Problem requirements:
The data follows. Retype every entry exactly.

--- START ---

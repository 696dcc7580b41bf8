//! # 문자열 유틸리티
//!
//! 프로바이더 프로필과 요청 DTO에서 공통으로 쓰는 문자열 정리 함수들입니다.

use serde::Deserialize;

/// 앞뒤 공백을 제거하고, 비어 있으면 `None`으로 만듭니다.
///
/// 프로바이더가 내려주는 이메일/사진 URL처럼 빈 문자열이 섞여 오는 값에 사용합니다.
pub fn clean_optional_string(value: Option<String>) -> Option<String> {
    value.and_then(|s| {
        let trimmed = s.trim();
        if trimmed.is_empty() {
            None
        } else {
            Some(trimmed.to_string())
        }
    })
}

/// `clean_optional_string`을 적용하는 serde deserializer
///
/// ```rust,ignore
/// #[serde(default, deserialize_with = "deserialize_optional_string")]
/// reason: Option<String>,   // "  hired  " → Some("hired"), "" → None
/// ```
pub fn deserialize_optional_string<'de, D>(deserializer: D) -> Result<Option<String>, D::Error>
where
    D: serde::Deserializer<'de>,
{
    let opt = Option::<String>::deserialize(deserializer)?;
    Ok(clean_optional_string(opt))
}

#[cfg(test)]
mod tests {
    use super::*;

    #[test]
    fn test_clean_optional_string() {
        assert_eq!(clean_optional_string(Some("  Ann Lee ".to_string())), Some("Ann Lee".to_string()));
        assert_eq!(clean_optional_string(Some("\t\n".to_string())), None);
        assert_eq!(clean_optional_string(None), None);
    }

    #[test]
    fn test_deserialize_optional_string() {
        #[derive(Deserialize)]
        struct Note {
            #[serde(default, deserialize_with = "deserialize_optional_string")]
            text: Option<String>,
        }

        let parse = |json: &str| serde_json::from_str::<Note>(json).unwrap().text;

        assert_eq!(parse(r#"{"text": "  예약 변경  "}"#), Some("예약 변경".to_string()));
        assert_eq!(parse(r#"{"text": "   "}"#), None);
        assert_eq!(parse(r#"{"text": null}"#), None);
        assert_eq!(parse(r#"{}"#), None);
    }
}
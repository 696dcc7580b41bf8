//! 살롱 예약 플랫폼 아이덴티티 서비스 백엔드
//!
//! Google, Facebook 소셜 로그인으로 계정을 식별하고 JWT 세션과
//! 역할 기반 접근 제어, 관리자 감사 기록을 제공합니다.
//!
//! # Features
//!
//! - **소셜 로그인**: Google, Facebook OAuth 2.0 (state 검증 포함)
//! - **계정 연결**: 프로바이더 ID → 이메일 → 신규 생성 순서의 아이덴티티 해석
//! - **JWT 세션**: 액세스/리프레시 토큰, 요청마다 현재 역할 재조회
//! - **RBAC**: customer, admin, manager, inventory, reception, staff
//! - **감사 기록**: 스태프 로그인, 역할 변경, 계정 삭제
//! - **MongoDB**: 계정 및 감사 기록 영구 저장
//! - **Redis**: OAuth state 단기 보관
//!
//! # Architecture
//!
//! ```text
//! ┌─────────────────┐
//! │   HTTP Routes   │ ← REST API 엔드포인트
//! └─────────────────┘
//!          │
//!          ▼
//! ┌─────────────────┐
//! │    Handlers     │ ← 요청/응답 처리, AuthMiddleware
//! └─────────────────┘
//!          │
//!          ▼
//! ┌─────────────────┐
//! │    Services     │ ← 아이덴티티 해석, 세션, 감사
//! └─────────────────┘
//!          │
//!          ▼
//! ┌─────────────────┐
//! │  Repositories   │ ← AccountStore, AuditLogStore
//! └─────────────────┘
//!          │
//!          ▼
//! ┌─────────────────┐
//! │ MongoDB + Redis │ ← 저장소
//! └─────────────────┘
//! ```
//!
//! # Examples
//!
//! ```rust,ignore
//! use salon_identity_backend::core::AppState;
//!
//! let state = AppState::build(&database, redis_client).await?;
//! let account = state.oauth
//!     .authenticate_with_code(AuthProvider::Google, &code, &oauth_state, &requester)
//!     .await?;
//! let tokens = state.sessions.tokens().generate_token_pair(&account)?;
//! ```

pub mod core;
pub mod config;
pub mod db;
pub mod caching;
pub mod domain;
pub mod repositories;
pub mod services;
pub mod utils;
pub mod routes;
pub mod handlers;
pub mod errors;
pub mod middlewares;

--- END ---

Answer to this task:
repository 696dcc7580b41bf8
//! # 문자열 유틸리티
//!
//! 프로바이더 프로필과 요청 DTO에서 공통으로 쓰는 문자열 정리 함수들입니다.

use serde::Deserialize;

/// 앞뒤 공백을 제거하고, 비어 있으면 `None`으로 만듭니다.
///
/// 프로바이더가 내려주는 이메일/사진 URL처럼 빈 문자열이 섞여 오는 값에 사용합니다.
pub fn clean_optional_string(value: Option<String>) -> Option<String> {
    value.and_then(|s| {
        let trimmed = s.trim();
        if trimmed.is_empty() {
            None
        } else {
            Some(trimmed.to_string())
        }
    })
}

/// `clean_optional_string`을 적용하는 serde deserializer
///
/// ```rust,ignore
/// #[serde(default, deserialize_with = "deserialize_optional_string")]
/// reason: Option<String>,   // "  hired  " → Some("hired"), "" → None
/// ```
pub fn deserialize_optional_string<'de, D>(deserializer: D) -> Result<Option<String>, D::Error>
where
    D: serde::Deserializer<'de>,
{
    let opt = Option::<String>::deserialize(deserializer)?;
    Ok(clean_optional_string(opt))
}

#[cfg(test)]
mod tests {
    use super::*;

    #[test]
    fn test_clean_optional_string() {
        assert_eq!(clean_optional_string(Some("  Ann Lee ".to_string())), Some("Ann Lee".to_string()));
        assert_eq!(clean_optional_string(Some("\t\n".to_string())), None);
        assert_eq!(clean_optional_string(None), None);
    }

    #[test]
    fn test_deserialize_optional_string() {
        #[derive(Deserialize)]
        struct Note {
            #[serde(default, deserialize_with = "deserialize_optional_string")]
            text: Option<String>,
        }

        let parse = |json: &str| serde_json::from_str::<Note>(json).unwrap().text;

        assert_eq!(parse(r#"{"text": "  예약 변경  "}"#), Some("예약 변경".to_string()));
        assert_eq!(parse(r#"{"text": "   "}"#), None);
        assert_eq!(parse(r#"{"text": null}"#), None);
        assert_eq!(parse(r#"{}"#), None);
    }
}
repository 696dcc7580b41bf8
//! 살롱 예약 플랫폼 아이덴티티 서비스 백엔드
//!
//! Google, Facebook 소셜 로그인으로 계정을 식별하고 JWT 세션과
//! 역할 기반 접근 제어, 관리자 감사 기록을 제공합니다.
//!
//! # Features
//!
//! - **소셜 로그인**: Google, Facebook OAuth 2.0 (state 검증 포함)
//! - **계정 연결**: 프로바이더 ID → 이메일 → 신규 생성 순서의 아이덴티티 해석
//! - **JWT 세션**: 액세스/리프레시 토큰, 요청마다 현재 역할 재조회
//! - **RBAC**: customer, admin, manager, inventory, reception, staff
//! - **감사 기록**: 스태프 로그인, 역할 변경, 계정 삭제
//! - **MongoDB**: 계정 및 감사 기록 영구 저장
//! - **Redis**: OAuth state 단기 보관
//!
//! # Architecture
//!
//! ```text
//! ┌─────────────────┐
//! │   HTTP Routes   │ ← REST API 엔드포인트
//! └─────────────────┘
//!          │
//!          ▼
//! ┌─────────────────┐
//! │    Handlers     │ ← 요청/응답 처리, AuthMiddleware
//! └─────────────────┘
//!          │
//!          ▼
//! ┌─────────────────┐
//! │    Services     │ ← 아이덴티티 해석, 세션, 감사
//! └─────────────────┘
//!          │
//!          ▼
//! ┌─────────────────┐
//! │  Repositories   │ ← AccountStore, AuditLogStore
//! └─────────────────┘
//!          │
//!          ▼
//! ┌─────────────────┐
//! │ MongoDB + Redis │ ← 저장소
//! └─────────────────┘
//! ```
//!
//! # Examples
//!
//! ```rust,ignore
//! use salon_identity_backend::core::AppState;
//!
//! let state = AppState::build(&database, redis_client).await?;
//! let account = state.oauth
//!     .authenticate_with_code(AuthProvider::Google, &code, &oauth_state, &requester)
//!     .await?;
//! let tokens = state.sessions.tokens().generate_token_pair(&account)?;
//! ```

pub mod core;
pub mod config;
pub mod db;
pub mod caching;
pub mod domain;
pub mod repositories;
pub mod services;
pub mod utils;
pub mod routes;
pub mod handlers;
pub mod errors;
pub mod middlewares;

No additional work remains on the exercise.